Wherever a line of the data contains "PresenceEntry", copy that line.

══ Exercise input ══

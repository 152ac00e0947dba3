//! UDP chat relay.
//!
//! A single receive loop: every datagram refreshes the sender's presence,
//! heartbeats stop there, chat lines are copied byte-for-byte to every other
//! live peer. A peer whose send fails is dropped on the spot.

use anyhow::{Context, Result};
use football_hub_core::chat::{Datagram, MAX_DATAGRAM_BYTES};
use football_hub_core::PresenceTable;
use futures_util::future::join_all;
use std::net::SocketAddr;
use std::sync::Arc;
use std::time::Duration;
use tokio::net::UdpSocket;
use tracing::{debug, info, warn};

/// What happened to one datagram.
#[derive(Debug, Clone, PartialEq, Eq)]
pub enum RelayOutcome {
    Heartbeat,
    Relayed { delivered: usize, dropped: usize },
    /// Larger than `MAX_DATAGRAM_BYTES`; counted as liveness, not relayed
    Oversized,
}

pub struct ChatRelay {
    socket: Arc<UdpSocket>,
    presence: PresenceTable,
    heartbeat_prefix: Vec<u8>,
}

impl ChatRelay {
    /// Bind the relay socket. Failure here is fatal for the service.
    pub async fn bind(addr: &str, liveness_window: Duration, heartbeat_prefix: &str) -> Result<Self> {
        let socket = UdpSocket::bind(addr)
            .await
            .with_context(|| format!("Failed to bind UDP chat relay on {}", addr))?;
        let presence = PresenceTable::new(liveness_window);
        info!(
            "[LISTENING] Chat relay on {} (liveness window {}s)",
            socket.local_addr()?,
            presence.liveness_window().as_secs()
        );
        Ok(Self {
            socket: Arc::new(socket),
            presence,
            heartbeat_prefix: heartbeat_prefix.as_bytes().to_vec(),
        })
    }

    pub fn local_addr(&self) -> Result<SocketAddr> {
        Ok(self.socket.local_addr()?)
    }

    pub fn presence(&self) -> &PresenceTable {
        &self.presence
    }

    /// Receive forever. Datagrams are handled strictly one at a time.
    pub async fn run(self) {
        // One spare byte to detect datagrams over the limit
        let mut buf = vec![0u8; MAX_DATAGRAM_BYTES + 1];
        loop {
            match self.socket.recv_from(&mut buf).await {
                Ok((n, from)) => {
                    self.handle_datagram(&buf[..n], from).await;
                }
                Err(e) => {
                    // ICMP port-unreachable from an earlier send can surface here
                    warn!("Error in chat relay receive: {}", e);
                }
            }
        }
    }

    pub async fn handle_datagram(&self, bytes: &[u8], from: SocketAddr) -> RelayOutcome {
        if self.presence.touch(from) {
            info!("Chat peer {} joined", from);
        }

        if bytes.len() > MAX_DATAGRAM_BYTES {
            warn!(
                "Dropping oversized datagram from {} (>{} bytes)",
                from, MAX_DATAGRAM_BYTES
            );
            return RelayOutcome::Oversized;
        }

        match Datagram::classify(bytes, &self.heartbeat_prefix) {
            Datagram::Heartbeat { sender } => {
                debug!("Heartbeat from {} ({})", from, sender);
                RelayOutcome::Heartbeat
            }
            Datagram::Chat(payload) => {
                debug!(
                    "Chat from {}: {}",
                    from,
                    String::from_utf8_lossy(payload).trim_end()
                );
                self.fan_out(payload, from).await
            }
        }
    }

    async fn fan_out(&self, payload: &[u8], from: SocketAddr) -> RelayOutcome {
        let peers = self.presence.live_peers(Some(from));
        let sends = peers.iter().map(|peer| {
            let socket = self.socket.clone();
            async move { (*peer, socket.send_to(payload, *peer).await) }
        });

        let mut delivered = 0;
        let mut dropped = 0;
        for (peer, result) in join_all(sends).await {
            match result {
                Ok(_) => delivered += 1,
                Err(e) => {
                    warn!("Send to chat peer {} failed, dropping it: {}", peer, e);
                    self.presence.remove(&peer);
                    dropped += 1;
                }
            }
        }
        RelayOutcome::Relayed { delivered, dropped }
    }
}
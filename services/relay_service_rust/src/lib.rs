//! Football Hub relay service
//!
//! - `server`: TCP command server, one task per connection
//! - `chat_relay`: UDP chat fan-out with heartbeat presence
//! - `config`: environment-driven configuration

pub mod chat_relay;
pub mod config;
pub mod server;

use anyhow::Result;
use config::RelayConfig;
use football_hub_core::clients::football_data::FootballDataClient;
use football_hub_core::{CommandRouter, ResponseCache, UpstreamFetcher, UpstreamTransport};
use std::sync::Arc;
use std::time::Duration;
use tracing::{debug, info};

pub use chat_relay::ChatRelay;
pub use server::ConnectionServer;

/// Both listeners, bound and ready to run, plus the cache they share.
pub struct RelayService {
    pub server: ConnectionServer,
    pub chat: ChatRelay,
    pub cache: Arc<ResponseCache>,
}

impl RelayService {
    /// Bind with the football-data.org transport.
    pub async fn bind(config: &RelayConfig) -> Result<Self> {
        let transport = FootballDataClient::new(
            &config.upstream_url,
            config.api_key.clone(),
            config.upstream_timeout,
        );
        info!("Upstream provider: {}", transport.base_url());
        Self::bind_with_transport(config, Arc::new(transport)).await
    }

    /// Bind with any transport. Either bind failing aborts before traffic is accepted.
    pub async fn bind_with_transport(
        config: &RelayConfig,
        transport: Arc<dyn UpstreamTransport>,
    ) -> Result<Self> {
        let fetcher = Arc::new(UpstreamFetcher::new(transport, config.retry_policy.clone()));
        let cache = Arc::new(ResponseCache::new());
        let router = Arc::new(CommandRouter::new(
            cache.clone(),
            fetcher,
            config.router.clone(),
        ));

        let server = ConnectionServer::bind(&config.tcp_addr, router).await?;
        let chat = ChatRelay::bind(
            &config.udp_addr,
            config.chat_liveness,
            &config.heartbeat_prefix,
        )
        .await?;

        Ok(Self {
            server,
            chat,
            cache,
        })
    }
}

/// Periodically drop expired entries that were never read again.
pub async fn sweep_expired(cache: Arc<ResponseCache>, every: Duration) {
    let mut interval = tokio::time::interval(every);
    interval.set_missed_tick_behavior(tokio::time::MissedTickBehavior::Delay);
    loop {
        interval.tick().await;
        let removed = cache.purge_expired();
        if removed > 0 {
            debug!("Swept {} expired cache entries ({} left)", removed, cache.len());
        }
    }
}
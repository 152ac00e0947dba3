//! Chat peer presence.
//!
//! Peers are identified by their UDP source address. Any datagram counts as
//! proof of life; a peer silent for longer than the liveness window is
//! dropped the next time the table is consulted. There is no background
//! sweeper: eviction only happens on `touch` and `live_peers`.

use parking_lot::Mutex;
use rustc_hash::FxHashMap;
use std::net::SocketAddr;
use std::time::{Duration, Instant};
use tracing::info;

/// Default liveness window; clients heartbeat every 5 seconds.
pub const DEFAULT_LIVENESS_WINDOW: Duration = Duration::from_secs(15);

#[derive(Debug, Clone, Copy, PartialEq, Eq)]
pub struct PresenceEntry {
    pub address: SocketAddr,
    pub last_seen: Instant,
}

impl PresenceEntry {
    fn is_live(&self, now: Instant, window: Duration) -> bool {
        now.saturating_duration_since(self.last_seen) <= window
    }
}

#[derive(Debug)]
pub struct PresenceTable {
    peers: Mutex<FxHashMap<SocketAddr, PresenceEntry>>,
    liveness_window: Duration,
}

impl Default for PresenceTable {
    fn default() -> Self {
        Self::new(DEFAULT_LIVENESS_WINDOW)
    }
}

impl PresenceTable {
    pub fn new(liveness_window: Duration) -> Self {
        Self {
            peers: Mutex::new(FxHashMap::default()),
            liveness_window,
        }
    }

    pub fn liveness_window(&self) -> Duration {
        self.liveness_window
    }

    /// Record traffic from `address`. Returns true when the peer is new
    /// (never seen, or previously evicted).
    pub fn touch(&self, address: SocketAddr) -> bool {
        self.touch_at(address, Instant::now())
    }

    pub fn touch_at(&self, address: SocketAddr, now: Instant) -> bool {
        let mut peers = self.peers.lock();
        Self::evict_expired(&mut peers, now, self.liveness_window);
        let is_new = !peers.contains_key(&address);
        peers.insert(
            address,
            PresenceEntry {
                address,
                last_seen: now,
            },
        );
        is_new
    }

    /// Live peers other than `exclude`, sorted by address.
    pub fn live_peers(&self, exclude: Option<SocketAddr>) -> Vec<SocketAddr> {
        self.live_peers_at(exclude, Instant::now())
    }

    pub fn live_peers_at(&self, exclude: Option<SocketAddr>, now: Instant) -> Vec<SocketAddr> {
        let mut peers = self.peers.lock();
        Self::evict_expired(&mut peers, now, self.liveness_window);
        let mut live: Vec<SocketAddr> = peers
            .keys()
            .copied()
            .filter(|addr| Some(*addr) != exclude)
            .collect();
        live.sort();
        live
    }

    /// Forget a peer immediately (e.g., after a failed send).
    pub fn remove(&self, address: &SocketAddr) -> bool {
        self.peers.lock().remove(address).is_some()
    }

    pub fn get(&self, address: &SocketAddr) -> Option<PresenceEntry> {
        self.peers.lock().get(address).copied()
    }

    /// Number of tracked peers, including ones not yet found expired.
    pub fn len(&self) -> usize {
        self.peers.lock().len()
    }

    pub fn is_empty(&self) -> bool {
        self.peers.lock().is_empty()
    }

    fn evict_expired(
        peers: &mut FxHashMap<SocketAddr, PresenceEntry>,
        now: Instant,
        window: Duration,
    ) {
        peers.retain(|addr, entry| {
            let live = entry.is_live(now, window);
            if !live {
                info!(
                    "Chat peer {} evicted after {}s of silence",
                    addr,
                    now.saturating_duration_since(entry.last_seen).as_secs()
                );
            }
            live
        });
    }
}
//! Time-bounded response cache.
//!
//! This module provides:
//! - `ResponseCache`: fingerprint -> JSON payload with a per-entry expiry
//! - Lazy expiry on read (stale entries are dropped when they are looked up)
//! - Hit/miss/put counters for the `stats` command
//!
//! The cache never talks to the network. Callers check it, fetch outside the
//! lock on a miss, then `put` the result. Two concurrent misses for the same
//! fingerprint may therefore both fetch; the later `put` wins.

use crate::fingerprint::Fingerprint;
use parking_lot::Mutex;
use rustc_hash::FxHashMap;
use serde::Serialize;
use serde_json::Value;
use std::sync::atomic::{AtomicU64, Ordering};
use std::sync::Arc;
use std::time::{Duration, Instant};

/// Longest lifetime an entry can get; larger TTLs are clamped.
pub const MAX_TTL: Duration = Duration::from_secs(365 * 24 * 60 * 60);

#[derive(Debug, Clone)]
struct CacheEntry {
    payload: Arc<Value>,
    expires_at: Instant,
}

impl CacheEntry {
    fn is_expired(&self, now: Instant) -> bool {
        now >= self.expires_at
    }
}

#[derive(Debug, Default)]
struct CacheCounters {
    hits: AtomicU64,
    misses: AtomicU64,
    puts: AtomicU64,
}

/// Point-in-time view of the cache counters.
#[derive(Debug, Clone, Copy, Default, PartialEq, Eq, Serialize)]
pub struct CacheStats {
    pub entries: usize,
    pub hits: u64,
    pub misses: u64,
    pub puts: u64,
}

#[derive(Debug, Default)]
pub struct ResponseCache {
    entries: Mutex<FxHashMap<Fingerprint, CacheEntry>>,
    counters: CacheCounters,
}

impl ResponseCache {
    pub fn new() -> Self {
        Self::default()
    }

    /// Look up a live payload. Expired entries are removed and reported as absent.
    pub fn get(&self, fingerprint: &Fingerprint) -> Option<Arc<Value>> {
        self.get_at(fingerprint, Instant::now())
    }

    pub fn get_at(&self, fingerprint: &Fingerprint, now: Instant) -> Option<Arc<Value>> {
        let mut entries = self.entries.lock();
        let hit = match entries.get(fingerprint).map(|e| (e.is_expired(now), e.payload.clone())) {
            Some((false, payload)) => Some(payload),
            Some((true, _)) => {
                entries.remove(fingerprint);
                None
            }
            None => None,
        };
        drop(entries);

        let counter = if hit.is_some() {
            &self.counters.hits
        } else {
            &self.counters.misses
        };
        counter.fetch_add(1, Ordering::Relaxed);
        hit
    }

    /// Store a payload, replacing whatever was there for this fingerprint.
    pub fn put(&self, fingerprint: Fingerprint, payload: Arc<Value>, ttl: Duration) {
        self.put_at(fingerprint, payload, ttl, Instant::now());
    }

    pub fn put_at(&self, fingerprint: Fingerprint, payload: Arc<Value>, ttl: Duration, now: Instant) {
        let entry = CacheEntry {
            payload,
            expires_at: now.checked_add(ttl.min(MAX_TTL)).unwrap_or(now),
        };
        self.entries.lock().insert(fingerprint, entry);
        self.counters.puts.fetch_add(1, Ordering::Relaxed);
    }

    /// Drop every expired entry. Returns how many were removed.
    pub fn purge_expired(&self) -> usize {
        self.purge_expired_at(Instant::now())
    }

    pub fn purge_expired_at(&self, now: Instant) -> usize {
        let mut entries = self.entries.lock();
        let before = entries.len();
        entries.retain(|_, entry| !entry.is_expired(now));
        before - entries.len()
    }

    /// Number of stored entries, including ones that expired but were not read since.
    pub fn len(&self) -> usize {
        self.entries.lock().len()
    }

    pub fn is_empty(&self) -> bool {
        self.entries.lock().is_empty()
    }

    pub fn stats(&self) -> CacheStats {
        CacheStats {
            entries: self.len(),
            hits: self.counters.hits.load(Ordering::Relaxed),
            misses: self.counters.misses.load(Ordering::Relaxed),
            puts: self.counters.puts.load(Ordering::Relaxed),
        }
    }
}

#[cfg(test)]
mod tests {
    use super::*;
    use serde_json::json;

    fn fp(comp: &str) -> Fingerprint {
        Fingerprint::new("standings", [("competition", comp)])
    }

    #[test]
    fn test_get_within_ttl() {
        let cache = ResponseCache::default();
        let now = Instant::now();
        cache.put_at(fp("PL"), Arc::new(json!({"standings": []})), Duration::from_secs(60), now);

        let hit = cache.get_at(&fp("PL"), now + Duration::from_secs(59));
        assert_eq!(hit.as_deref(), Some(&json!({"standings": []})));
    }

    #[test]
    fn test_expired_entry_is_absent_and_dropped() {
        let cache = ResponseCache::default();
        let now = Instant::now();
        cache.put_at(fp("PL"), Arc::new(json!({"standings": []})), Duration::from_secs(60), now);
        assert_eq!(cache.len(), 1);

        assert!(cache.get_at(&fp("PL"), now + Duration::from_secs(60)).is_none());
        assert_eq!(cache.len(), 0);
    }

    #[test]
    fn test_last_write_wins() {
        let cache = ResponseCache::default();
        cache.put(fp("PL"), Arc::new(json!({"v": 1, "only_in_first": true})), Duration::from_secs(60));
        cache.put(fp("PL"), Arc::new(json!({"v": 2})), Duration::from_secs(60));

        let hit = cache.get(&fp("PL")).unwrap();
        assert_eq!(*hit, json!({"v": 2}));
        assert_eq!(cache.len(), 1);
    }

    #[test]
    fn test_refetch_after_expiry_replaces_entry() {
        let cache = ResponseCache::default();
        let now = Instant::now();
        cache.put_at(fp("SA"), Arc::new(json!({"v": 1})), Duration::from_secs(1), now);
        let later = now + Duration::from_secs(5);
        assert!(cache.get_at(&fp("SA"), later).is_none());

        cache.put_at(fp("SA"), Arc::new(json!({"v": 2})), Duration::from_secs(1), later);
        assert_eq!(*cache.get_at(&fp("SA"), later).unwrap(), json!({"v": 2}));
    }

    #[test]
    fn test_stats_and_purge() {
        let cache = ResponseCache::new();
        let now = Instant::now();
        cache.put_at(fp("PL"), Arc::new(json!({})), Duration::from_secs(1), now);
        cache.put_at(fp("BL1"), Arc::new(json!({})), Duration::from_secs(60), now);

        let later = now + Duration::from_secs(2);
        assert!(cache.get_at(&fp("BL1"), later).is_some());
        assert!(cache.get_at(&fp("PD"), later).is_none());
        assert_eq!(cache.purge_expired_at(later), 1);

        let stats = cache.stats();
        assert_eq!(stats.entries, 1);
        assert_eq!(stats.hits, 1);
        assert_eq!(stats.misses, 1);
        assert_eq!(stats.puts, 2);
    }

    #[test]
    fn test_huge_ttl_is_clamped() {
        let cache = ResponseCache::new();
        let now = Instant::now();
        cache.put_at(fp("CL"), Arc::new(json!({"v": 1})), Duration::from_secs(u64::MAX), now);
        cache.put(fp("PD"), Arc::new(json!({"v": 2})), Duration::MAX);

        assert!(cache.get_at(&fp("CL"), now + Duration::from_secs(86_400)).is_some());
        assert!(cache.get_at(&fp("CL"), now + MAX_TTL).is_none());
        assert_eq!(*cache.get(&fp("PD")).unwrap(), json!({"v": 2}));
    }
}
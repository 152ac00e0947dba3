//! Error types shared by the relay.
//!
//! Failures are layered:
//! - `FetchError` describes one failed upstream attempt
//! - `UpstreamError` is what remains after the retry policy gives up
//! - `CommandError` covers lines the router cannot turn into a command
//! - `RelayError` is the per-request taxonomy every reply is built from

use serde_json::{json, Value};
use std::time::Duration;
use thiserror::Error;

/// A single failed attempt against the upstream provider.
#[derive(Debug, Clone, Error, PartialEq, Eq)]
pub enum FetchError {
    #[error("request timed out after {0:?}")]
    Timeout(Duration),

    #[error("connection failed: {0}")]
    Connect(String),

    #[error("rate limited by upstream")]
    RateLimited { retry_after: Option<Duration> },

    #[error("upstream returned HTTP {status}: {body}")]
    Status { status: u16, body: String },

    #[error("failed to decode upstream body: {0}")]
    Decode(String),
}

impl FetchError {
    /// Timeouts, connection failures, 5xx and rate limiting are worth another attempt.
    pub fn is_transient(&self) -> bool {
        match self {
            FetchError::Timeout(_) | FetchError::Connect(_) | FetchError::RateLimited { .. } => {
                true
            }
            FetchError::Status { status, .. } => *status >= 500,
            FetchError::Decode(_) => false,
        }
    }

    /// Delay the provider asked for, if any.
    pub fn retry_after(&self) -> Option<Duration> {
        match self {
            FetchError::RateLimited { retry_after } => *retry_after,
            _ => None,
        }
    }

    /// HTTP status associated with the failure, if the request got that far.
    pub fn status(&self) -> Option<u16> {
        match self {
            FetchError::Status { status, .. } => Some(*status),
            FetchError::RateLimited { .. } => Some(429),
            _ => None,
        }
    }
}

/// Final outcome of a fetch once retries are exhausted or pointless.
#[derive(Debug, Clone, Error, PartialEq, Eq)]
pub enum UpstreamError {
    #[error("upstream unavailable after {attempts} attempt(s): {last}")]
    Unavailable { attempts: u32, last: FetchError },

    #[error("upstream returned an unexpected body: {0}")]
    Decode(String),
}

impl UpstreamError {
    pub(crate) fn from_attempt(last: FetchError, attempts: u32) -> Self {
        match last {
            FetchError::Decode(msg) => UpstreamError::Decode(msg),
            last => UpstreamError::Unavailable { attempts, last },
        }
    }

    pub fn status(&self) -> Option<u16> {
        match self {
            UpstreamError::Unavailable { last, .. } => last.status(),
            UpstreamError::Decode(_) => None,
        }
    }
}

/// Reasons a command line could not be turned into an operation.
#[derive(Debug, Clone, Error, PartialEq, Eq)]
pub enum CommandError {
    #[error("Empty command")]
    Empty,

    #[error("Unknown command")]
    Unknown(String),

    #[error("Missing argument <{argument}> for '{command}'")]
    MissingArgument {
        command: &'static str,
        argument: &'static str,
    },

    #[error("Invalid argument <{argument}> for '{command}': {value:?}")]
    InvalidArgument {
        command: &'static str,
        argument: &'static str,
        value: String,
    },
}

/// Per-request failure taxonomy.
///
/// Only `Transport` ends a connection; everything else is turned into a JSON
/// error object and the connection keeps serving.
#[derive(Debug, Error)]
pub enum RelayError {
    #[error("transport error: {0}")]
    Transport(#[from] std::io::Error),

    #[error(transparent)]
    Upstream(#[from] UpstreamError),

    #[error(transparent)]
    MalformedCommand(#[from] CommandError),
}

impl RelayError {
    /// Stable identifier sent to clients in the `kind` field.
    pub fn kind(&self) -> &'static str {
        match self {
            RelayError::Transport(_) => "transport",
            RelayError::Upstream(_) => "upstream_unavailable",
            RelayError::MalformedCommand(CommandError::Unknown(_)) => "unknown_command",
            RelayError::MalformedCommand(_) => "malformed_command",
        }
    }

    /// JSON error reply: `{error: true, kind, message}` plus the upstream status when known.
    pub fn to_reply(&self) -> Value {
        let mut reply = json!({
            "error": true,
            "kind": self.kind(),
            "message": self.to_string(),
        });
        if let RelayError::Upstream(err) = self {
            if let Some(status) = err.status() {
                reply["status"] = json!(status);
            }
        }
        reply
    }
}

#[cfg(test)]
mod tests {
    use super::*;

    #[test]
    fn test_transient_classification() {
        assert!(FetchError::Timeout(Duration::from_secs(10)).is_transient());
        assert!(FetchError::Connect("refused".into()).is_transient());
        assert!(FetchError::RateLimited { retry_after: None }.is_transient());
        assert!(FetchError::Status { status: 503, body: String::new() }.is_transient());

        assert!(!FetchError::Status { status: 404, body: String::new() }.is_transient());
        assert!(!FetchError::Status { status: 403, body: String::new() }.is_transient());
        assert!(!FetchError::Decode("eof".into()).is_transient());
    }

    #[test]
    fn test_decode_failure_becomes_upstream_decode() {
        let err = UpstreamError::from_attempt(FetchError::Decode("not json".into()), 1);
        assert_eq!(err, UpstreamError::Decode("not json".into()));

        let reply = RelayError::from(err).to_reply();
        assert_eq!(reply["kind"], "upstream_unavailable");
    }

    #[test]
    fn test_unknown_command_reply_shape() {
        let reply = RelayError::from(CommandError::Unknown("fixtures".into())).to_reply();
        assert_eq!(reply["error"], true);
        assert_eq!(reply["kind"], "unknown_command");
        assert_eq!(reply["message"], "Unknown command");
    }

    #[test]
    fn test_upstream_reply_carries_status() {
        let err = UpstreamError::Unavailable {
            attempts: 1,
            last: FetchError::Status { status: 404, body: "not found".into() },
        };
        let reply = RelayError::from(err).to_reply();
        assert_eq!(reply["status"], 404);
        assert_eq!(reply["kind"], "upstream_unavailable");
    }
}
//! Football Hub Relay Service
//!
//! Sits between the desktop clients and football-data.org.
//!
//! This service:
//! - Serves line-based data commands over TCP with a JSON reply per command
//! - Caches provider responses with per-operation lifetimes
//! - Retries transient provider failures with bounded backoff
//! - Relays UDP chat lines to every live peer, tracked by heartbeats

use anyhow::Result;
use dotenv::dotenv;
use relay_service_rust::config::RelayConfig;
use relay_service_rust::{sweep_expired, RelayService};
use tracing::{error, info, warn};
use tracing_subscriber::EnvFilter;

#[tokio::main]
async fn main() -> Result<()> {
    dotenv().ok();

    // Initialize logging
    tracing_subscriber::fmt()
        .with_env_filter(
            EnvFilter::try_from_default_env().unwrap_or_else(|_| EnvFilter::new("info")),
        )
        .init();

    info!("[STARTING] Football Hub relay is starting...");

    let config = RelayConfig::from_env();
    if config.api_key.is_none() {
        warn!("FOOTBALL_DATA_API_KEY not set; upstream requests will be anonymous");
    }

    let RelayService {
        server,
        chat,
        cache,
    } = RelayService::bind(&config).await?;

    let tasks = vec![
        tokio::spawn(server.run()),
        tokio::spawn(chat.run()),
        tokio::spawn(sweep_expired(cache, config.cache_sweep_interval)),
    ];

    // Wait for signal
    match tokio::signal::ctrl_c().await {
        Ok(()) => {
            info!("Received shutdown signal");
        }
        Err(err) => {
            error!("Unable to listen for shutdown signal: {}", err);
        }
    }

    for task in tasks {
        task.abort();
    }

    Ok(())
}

═══

**The completed task:**
pub struct PresenceEntry {
impl PresenceEntry {
    peers: Mutex<FxHashMap<SocketAddr, PresenceEntry>>,
            PresenceEntry {
    pub fn get(&self, address: &SocketAddr) -> Option<PresenceEntry> {
        peers: &mut FxHashMap<SocketAddr, PresenceEntry>,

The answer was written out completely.